> **What you have to do**: Note each line of the listing that contains the string "reason", and copy it.

> **Dataset content**:
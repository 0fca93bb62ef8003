use std::fmt;
use thiserror::Error;
use uuid::Uuid;

use crate::domains::core::blob_storage_service::BlobStorageError;

/// Database errors
#[derive(Debug, Error)]
pub enum DbError {
    #[error("SQLx error: {0}")]
    Sqlx(#[from] sqlx::Error),

    #[error("Connection pool error: {0}")]
    ConnectionPool(String),

    #[error("Transaction error: {0}")]
    Transaction(String),

    #[error("Query error: {0}")]
    Query(String),

    #[error("Record not found: {0} with ID {1}")]
    NotFound(String, String),

    #[error("Migration error: {0}")]
    Migration(String),

    #[error("Database error: {0}")]
    Other(String),
}

/// Manual Clone implementation for DbError
impl Clone for DbError {
    fn clone(&self) -> Self {
        match self {
            DbError::Sqlx(err) => DbError::Other(format!("SQLx error: {}", err)),
            DbError::ConnectionPool(s) => DbError::ConnectionPool(s.clone()),
            DbError::Transaction(s) => DbError::Transaction(s.clone()),
            DbError::Query(s) => DbError::Query(s.clone()),
            DbError::NotFound(s1, s2) => DbError::NotFound(s1.clone(), s2.clone()),
            DbError::Migration(s) => DbError::Migration(s.clone()),
            DbError::Other(s) => DbError::Other(s.clone()),
        }
    }
}

/// Domain-level errors
#[derive(Debug, Error, Clone)]
pub enum DomainError {
    #[error("Database error: {0}")]
    Database(#[from] DbError),

    #[error("Invalid UUID: {0}")]
    InvalidUuid(String),

    #[error("Entity not found: {0} with ID {1}")]
    EntityNotFound(String, Uuid),

    #[error("Validation error: {0}")]
    Validation(#[from] ValidationError),

    #[error("Internal error: {0}")]
    Internal(String),

    #[error("External error: {0}")]
    External(String),
}

impl From<BlobStorageError> for DomainError {
    fn from(error: BlobStorageError) -> Self {
        DomainError::External(format!("Blob storage error: {}", error))
    }
}

/// Service-level errors (application specific)
#[derive(Debug, Error, Clone)]
pub enum ServiceError {
    #[error("Domain error: {0}")]
    Domain(#[from] DomainError),

    #[error("Service unavailable: {0}")]
    ServiceUnavailable(String),

    #[error("Configuration error: {0}")]
    Configuration(String),

    #[error("External service error: {0}")]
    ExternalService(String),
}

/// Validation errors
#[derive(Debug, Error, Clone)]
pub enum ValidationError {
    #[error("Field '{field}' is required")]
    Required { field: String },

    #[error("Field '{field}' cannot exceed {max} characters")]
    MaxLength { field: String, max: usize },

    #[error("Field '{field}' contains invalid format: {reason}")]
    Format { field: String, reason: String },

    #[error("Field '{field}' contains an invalid value: {reason}")]
    InvalidValue { field: String, reason: String },

    #[error("Entity is invalid: {0}")]
    Entity(String),

    #[error("Validation error: {0}")]
    Custom(String),
}

impl ValidationError {
    pub fn required(field: &str) -> Self {
        Self::Required {
            field: field.to_string(),
        }
    }

    pub fn max_length(field: &str, max: usize) -> Self {
        Self::MaxLength {
            field: field.to_string(),
            max,
        }
    }

    pub fn format(field: &str, reason: &str) -> Self {
        Self::Format {
            field: field.to_string(),
            reason: reason.to_string(),
        }
    }

    pub fn invalid_value(field: &str, reason: &str) -> Self {
        Self::InvalidValue {
            field: field.to_string(),
            reason: reason.to_string(),
        }
    }

    pub fn entity(message: &str) -> Self {
        Self::Entity(message.to_string())
    }

    pub fn custom<M: fmt::Display>(message: M) -> Self {
        Self::Custom(message.to_string())
    }
}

> **Reply**:
    #[error("Field '{field}' contains invalid format: {reason}")]
    Format { field: String, reason: String },
    #[error("Field '{field}' contains an invalid value: {reason}")]
    InvalidValue { field: String, reason: String },
    pub fn format(field: &str, reason: &str) -> Self {
            reason: reason.to_string(),
    pub fn invalid_value(field: &str, reason: &str) -> Self {
            reason: reason.to_string(),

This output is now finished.